=== Records for the task ===
--- START ---
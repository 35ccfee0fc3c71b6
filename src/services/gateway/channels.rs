//! Maps a caller's chosen payment method onto the gateway's channel codes and
//! per-channel properties.

use serde::{Deserialize, Serialize};
use serde_json::{json, Map, Value};
use utoipa::ToSchema;

use crate::errors::ServiceError;

#[derive(Clone, Serialize, Deserialize, ToSchema, PartialEq, Eq)]
pub struct CardDetails {
    pub card_number: String,
    pub expiry_month: String,
    pub expiry_year: String,
    pub cvn: String,
    #[serde(default, skip_serializing_if = "Option::is_none")]
    pub cardholder_first_name: Option<String>,
    #[serde(default, skip_serializing_if = "Option::is_none")]
    pub cardholder_last_name: Option<String>,
    #[serde(default, skip_serializing_if = "Option::is_none")]
    pub cardholder_email: Option<String>,
}

impl std::fmt::Debug for CardDetails {
    fn fmt(&self, f: &mut std::fmt::Formatter<'_>) -> std::fmt::Result {
        let last4 = self
            .card_number
            .get(self.card_number.len().saturating_sub(4)..)
            .unwrap_or("");
        f.debug_struct("CardDetails")
            .field("card_number", &format_args!("****{}", last4))
            .field("expiry_month", &self.expiry_month)
            .field("expiry_year", &self.expiry_year)
            .finish_non_exhaustive()
    }
}

#[derive(Debug, Clone, Copy, Serialize, Deserialize, ToSchema, PartialEq, Eq)]
#[serde(rename_all = "lowercase")]
pub enum EWalletType {
    Gcash,
    Paymaya,
    Grabpay,
    Shopeepay,
}

impl EWalletType {
    pub fn channel_code(self) -> &'static str {
        match self {
            EWalletType::Gcash => "GCASH",
            EWalletType::Paymaya => "PAYMAYA",
            EWalletType::Grabpay => "GRABPAY",
            EWalletType::Shopeepay => "SHOPEEPAY",
        }
    }
}

/// Payment method chosen at checkout.
#[derive(Debug, Clone, Serialize, Deserialize, ToSchema, PartialEq, Eq)]
#[serde(tag = "type", rename_all = "snake_case")]
pub enum PaymentMethodRequest {
    Card {
        #[serde(default)]
        token_id: Option<String>,
        #[serde(default)]
        card_details: Option<CardDetails>,
        #[serde(default)]
        skip_three_ds: bool,
    },
    #[serde(rename = "ewallet")]
    EWallet {
        wallet: EWalletType,
        #[serde(default)]
        mobile_number: Option<String>,
    },
    BankTransfer {
        bank_code: String,
        #[serde(default)]
        account_name: Option<String>,
    },
}

/// Where the gateway sends the customer after an interactive payment step.
#[derive(Debug, Clone, PartialEq, Eq)]
pub struct ReturnUrls {
    pub success: String,
    pub failure: String,
}

impl ReturnUrls {
    pub fn from_frontend(base: &str) -> Self {
        let base = base.trim_end_matches('/');
        Self {
            success: format!("{}/payment/success", base),
            failure: format!("{}/payment/failed", base),
        }
    }
}

/// How a payment method is charged.
#[derive(Debug, Clone, PartialEq)]
pub enum ChannelPlan {
    /// A v3 payment request on `channel_code`.
    PaymentRequest {
        channel_code: String,
        channel_properties: Value,
    },
    /// A card payment without token or details, collected on the gateway's
    /// hosted page.
    HostedCardSession,
}

impl ChannelPlan {
    /// Value stored as the Payment's method.
    pub fn method_label(&self) -> &str {
        match self {
            ChannelPlan::PaymentRequest { channel_code, .. } => channel_code,
            ChannelPlan::HostedCardSession => CARDS_CHANNEL,
        }
    }
}

pub const CARDS_CHANNEL: &str = "CARDS";

/// Pure mapping from a payment method to the gateway channel and its
/// properties. `display_name` labels bank virtual accounts when the caller
/// gave no account name.
pub fn plan_channel(
    method: &PaymentMethodRequest,
    urls: &ReturnUrls,
    display_name: &str,
) -> Result<ChannelPlan, ServiceError> {
    match method {
        PaymentMethodRequest::Card {
            token_id,
            card_details,
            skip_three_ds,
        } => {
            let token_id = token_id.as_deref().filter(|t| !t.trim().is_empty());
            let (key, value) = match (token_id, card_details) {
                (Some(token), _) => ("card_token_id", json!(token)),
                (None, Some(details)) => ("card_details", serde_json::to_value(details)?),
                (None, None) => return Ok(ChannelPlan::HostedCardSession),
            };

            let mut props = Map::new();
            props.insert(key.into(), value);
            props.insert("skip_three_ds".into(), json!(skip_three_ds));
            props.insert("success_return_url".into(), json!(urls.success));
            props.insert("failure_return_url".into(), json!(urls.failure));

            Ok(ChannelPlan::PaymentRequest {
                channel_code: CARDS_CHANNEL.to_string(),
                channel_properties: Value::Object(props),
            })
        }
        PaymentMethodRequest::EWallet {
            wallet,
            mobile_number,
        } => {
            let mut props = Map::new();
            props.insert("success_return_url".into(), json!(urls.success));
            props.insert("failure_return_url".into(), json!(urls.failure));
            if let Some(mobile) = mobile_number.as_deref().filter(|m| !m.trim().is_empty()) {
                props.insert("mobile_number".into(), json!(mobile));
            }
            Ok(ChannelPlan::PaymentRequest {
                channel_code: wallet.channel_code().to_string(),
                channel_properties: Value::Object(props),
            })
        }
        PaymentMethodRequest::BankTransfer {
            bank_code,
            account_name,
        } => {
            let bank = bank_code.trim().to_ascii_uppercase();
            if bank.is_empty() || !bank.chars().all(|c| c.is_ascii_alphanumeric() || c == '_') {
                return Err(ServiceError::ValidationError(format!(
                    "Invalid bank code '{}'",
                    bank_code
                )));
            }
            let name = account_name
                .as_deref()
                .map(str::trim)
                .filter(|n| !n.is_empty())
                .unwrap_or(display_name);
            Ok(ChannelPlan::PaymentRequest {
                channel_code: format!("{}_VIRTUAL_ACCOUNT", bank),
                channel_properties: json!({ "display_name": name }),
            })
        }
    }
}

#[cfg(test)]
mod tests {
    use super::*;
    use assert_matches::assert_matches;
    use rstest::rstest;

    fn urls() -> ReturnUrls {
        ReturnUrls::from_frontend("https://shop.example/")
    }

    #[test]
    fn return_urls_trim_trailing_slash() {
        let urls = urls();
        assert_eq!(urls.success, "https://shop.example/payment/success");
        assert_eq!(urls.failure, "https://shop.example/payment/failed");
    }

    #[rstest]
    #[case(EWalletType::Gcash, "GCASH")]
    #[case(EWalletType::Paymaya, "PAYMAYA")]
    #[case(EWalletType::Grabpay, "GRABPAY")]
    #[case(EWalletType::Shopeepay, "SHOPEEPAY")]
    fn ewallets_map_to_channel_codes(#[case] wallet: EWalletType, #[case] code: &str) {
        let plan = plan_channel(
            &PaymentMethodRequest::EWallet {
                wallet,
                mobile_number: Some("+639171234567".into()),
            },
            &urls(),
            "Juan",
        )
        .unwrap();
        assert_matches!(plan, ChannelPlan::PaymentRequest { channel_code, channel_properties } => {
            assert_eq!(channel_code, code);
            assert_eq!(channel_properties["mobile_number"], "+639171234567");
            assert_eq!(channel_properties["success_return_url"], "https://shop.example/payment/success");
        });
    }

    #[test]
    fn tokenized_card_carries_three_ds_flag() {
        let plan = plan_channel(
            &PaymentMethodRequest::Card {
                token_id: Some("tok_123".into()),
                card_details: None,
                skip_three_ds: true,
            },
            &urls(),
            "Juan",
        )
        .unwrap();
        assert_matches!(plan, ChannelPlan::PaymentRequest { channel_code, channel_properties } => {
            assert_eq!(channel_code, "CARDS");
            assert_eq!(channel_properties["card_token_id"], "tok_123");
            assert_eq!(channel_properties["skip_three_ds"], true);
        });
    }

    #[test]
    fn bare_card_uses_hosted_session() {
        let plan = plan_channel(
            &PaymentMethodRequest::Card {
                token_id: None,
                card_details: None,
                skip_three_ds: false,
            },
            &urls(),
            "Juan",
        )
        .unwrap();
        assert_eq!(plan, ChannelPlan::HostedCardSession);
        assert_eq!(plan.method_label(), "CARDS");
    }

    #[test]
    fn bank_transfer_builds_virtual_account_channel() {
        let plan = plan_channel(
            &PaymentMethodRequest::BankTransfer {
                bank_code: "bpi".into(),
                account_name: None,
            },
            &urls(),
            "Juan Dela Cruz",
        )
        .unwrap();
        assert_matches!(plan, ChannelPlan::PaymentRequest { channel_code, channel_properties } => {
            assert_eq!(channel_code, "BPI_VIRTUAL_ACCOUNT");
            assert_eq!(channel_properties["display_name"], "Juan Dela Cruz");
        });

        assert_matches!(
            plan_channel(
                &PaymentMethodRequest::BankTransfer { bank_code: " ".into(), account_name: None },
                &urls(),
                "x"
            ),
            Err(ServiceError::ValidationError(_))
        );
    }

    #[test]
    fn payment_method_json_is_tagged() {
        let method: PaymentMethodRequest = serde_json::from_value(serde_json::json!({
            "type": "ewallet",
            "wallet": "gcash"
        }))
        .unwrap();
        assert_eq!(
            method,
            PaymentMethodRequest::EWallet { wallet: EWalletType::Gcash, mobile_number: None }
        );
    }

    #[test]
    fn card_debug_masks_number() {
        let details = CardDetails {
            card_number: "4000000000001091".into(),
            expiry_month: "12".into(),
            expiry_year: "2030".into(),
            cvn: "123".into(),
            cardholder_first_name: None,
            cardholder_last_name: None,
            cardholder_email: None,
        };
        let rendered = format!("{:?}", details);
        assert!(rendered.contains("****1091"));
        assert!(!rendered.contains("4000000000001091"));
        assert!(!rendered.contains("123\""));
    }
}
--- END ---
=== Task prompt ===
All lines in the entries above that include "derive" should be found and copied.

=== Your response ===
#[derive(Clone, Serialize, Deserialize, ToSchema, PartialEq, Eq)]
#[derive(Debug, Clone, Copy, Serialize, Deserialize, ToSchema, PartialEq, Eq)]
#[derive(Debug, Clone, Serialize, Deserialize, ToSchema, PartialEq, Eq)]
#[derive(Debug, Clone, PartialEq, Eq)]
#[derive(Debug, Clone, PartialEq)]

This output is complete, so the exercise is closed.